Your instructions – Work through the data below and copy out every line where "report" is found.

Supplied entries –
++++

// terceros CLI - tercero registry cleaning and SQL batch generation

mod clean;
mod config_cmd;
mod exit_codes;
mod sql;
mod util;

use std::path::PathBuf;
use std::process::ExitCode;

use clap::{ArgAction, Parser, Subcommand, ValueEnum};
use terceros_core::{KeyScheme, RegistryError};
use terceros_io::IoError;

use exit_codes::{io_exit_code, registry_exit_code, EXIT_SUCCESS, EXIT_USAGE};

#[derive(Parser)]
#[command(name = "terceros")]
#[command(about = "Clean, validate and deduplicate tercero registries; render SQL batch files")]
#[command(version)]
struct Cli {
    /// Increase log verbosity (-v info, -vv debug). RUST_LOG overrides.
    #[arg(short, long, action = ArgAction::Count, global = true)]
    verbose: u8,

    #[command(subcommand)]
    command: Commands,
}

#[derive(Subcommand)]
enum Commands {
    /// Validate, normalize and deduplicate CSV exports
    #[command(after_help = "\
Examples:
  terceros clean terceros.csv
  terceros clean entrada/ --out-dir salida
  terceros clean a.csv b.csv --key-scheme identifier-document-type --json
  terceros clean entrada/ --config carga.terceros.toml --report resumen.json")]
    Clean {
        /// Input CSV files or directories (every *.csv inside, sorted)
        #[arg(required = true)]
        inputs: Vec<PathBuf>,

        /// Config file (.terceros.toml)
        #[arg(long, env = "TERCEROS_CONFIG")]
        config: Option<PathBuf>,

        /// Resolution key scheme (overrides the config file)
        #[arg(long, value_enum)]
        key_scheme: Option<KeySchemeArg>,

        /// Output directory (default: a `salida/` directory beside each input)
        #[arg(long)]
        out_dir: Option<PathBuf>,

        /// Print per-file JSON summaries to stdout
        #[arg(long)]
        json: bool,

        /// Write per-file JSON summaries to this file
        #[arg(long)]
        report: Option<PathBuf>,
    },

    /// Render SQL batch files
    #[command(subcommand)]
    Sql(sql::SqlCommands),

    /// Config file utilities
    #[command(subcommand)]
    Config(config_cmd::ConfigCommands),
}

#[derive(Clone, Copy, ValueEnum)]
pub enum KeySchemeArg {
    /// Bare identifier
    Identifier,
    /// Identifier plus uppercased document type
    IdentifierDocumentType,
}

impl From<KeySchemeArg> for KeyScheme {
    fn from(arg: KeySchemeArg) -> Self {
        match arg {
            KeySchemeArg::Identifier => KeyScheme::Identifier,
            KeySchemeArg::IdentifierDocumentType => KeyScheme::IdentifierDocumentType,
        }
    }
}

#[derive(Debug)]
pub struct CliError {
    pub code: u8,
    pub message: String,
    pub hint: Option<String>,
}

impl CliError {
    pub fn new(code: u8, msg: impl Into<String>) -> Self {
        Self { code, message: msg.into(), hint: None }
    }

    pub fn usage(msg: impl Into<String>) -> Self {
        Self::new(EXIT_USAGE, msg)
    }

    pub fn with_hint(mut self, hint: impl Into<String>) -> Self {
        self.hint = Some(hint.into());
        self
    }
}

impl From<RegistryError> for CliError {
    fn from(err: RegistryError) -> Self {
        let code = registry_exit_code(&err);
        let hint = match &err {
            RegistryError::MissingColumn { .. } => Some(
                "inputs need 'identificacion' and 'nombres' columns (or 'nombre_completo'); see header aliases in the docs"
                    .to_string(),
            ),
            RegistryError::ConfigParse(_) | RegistryError::ConfigValidation(_) => {
                Some("run `terceros config validate <FILE>` for details".to_string())
            }
            _ => None,
        };
        Self { code, message: err.to_string(), hint }
    }
}

impl From<IoError> for CliError {
    fn from(err: IoError) -> Self {
        match err {
            IoError::Registry(inner) => inner.into(),
            other => Self::new(io_exit_code(&other), other.to_string()),
        }
    }
}

fn init_logging(verbose: u8) {
    let default_level = match verbose {
        0 => "warn",
        1 => "info",
        _ => "debug",
    };
    let filter = tracing_subscriber::EnvFilter::try_from_default_env()
        .unwrap_or_else(|_| tracing_subscriber::EnvFilter::new(default_level));

    // Also installs the `log` bridge, so library records reach stderr.
    let _ = tracing_subscriber::fmt()
        .with_env_filter(filter)
        .with_writer(std::io::stderr)
        .with_target(false)
        .try_init();
}

fn main() -> ExitCode {
    let cli = Cli::parse();
    init_logging(cli.verbose);

    let result = match cli.command {
        Commands::Clean {
            inputs,
            config,
            key_scheme,
            out_dir,
            json,
            report,
        } => clean::cmd_clean(inputs, config, key_scheme.map(Into::into), out_dir, json, report),
        Commands::Sql(cmd) => sql::cmd_sql(cmd),
        Commands::Config(cmd) => config_cmd::cmd_config(cmd),
    };

    match result {
        Ok(()) => ExitCode::from(EXIT_SUCCESS),
        Err(CliError { code, message, hint }) => {
            if !message.is_empty() {
                eprintln!("error: {}", message);
            }
            if let Some(hint) = hint {
                eprintln!("hint:  {}", hint);
            }
            ExitCode::from(code)
        }
    }
}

++++

Your solution –
  terceros clean entrada/ --config carga.terceros.toml --report resumen.json")]
        report: Option<PathBuf>,
            report,
        } => clean::cmd_clean(inputs, config, key_scheme.map(Into::into), out_dir, json, report),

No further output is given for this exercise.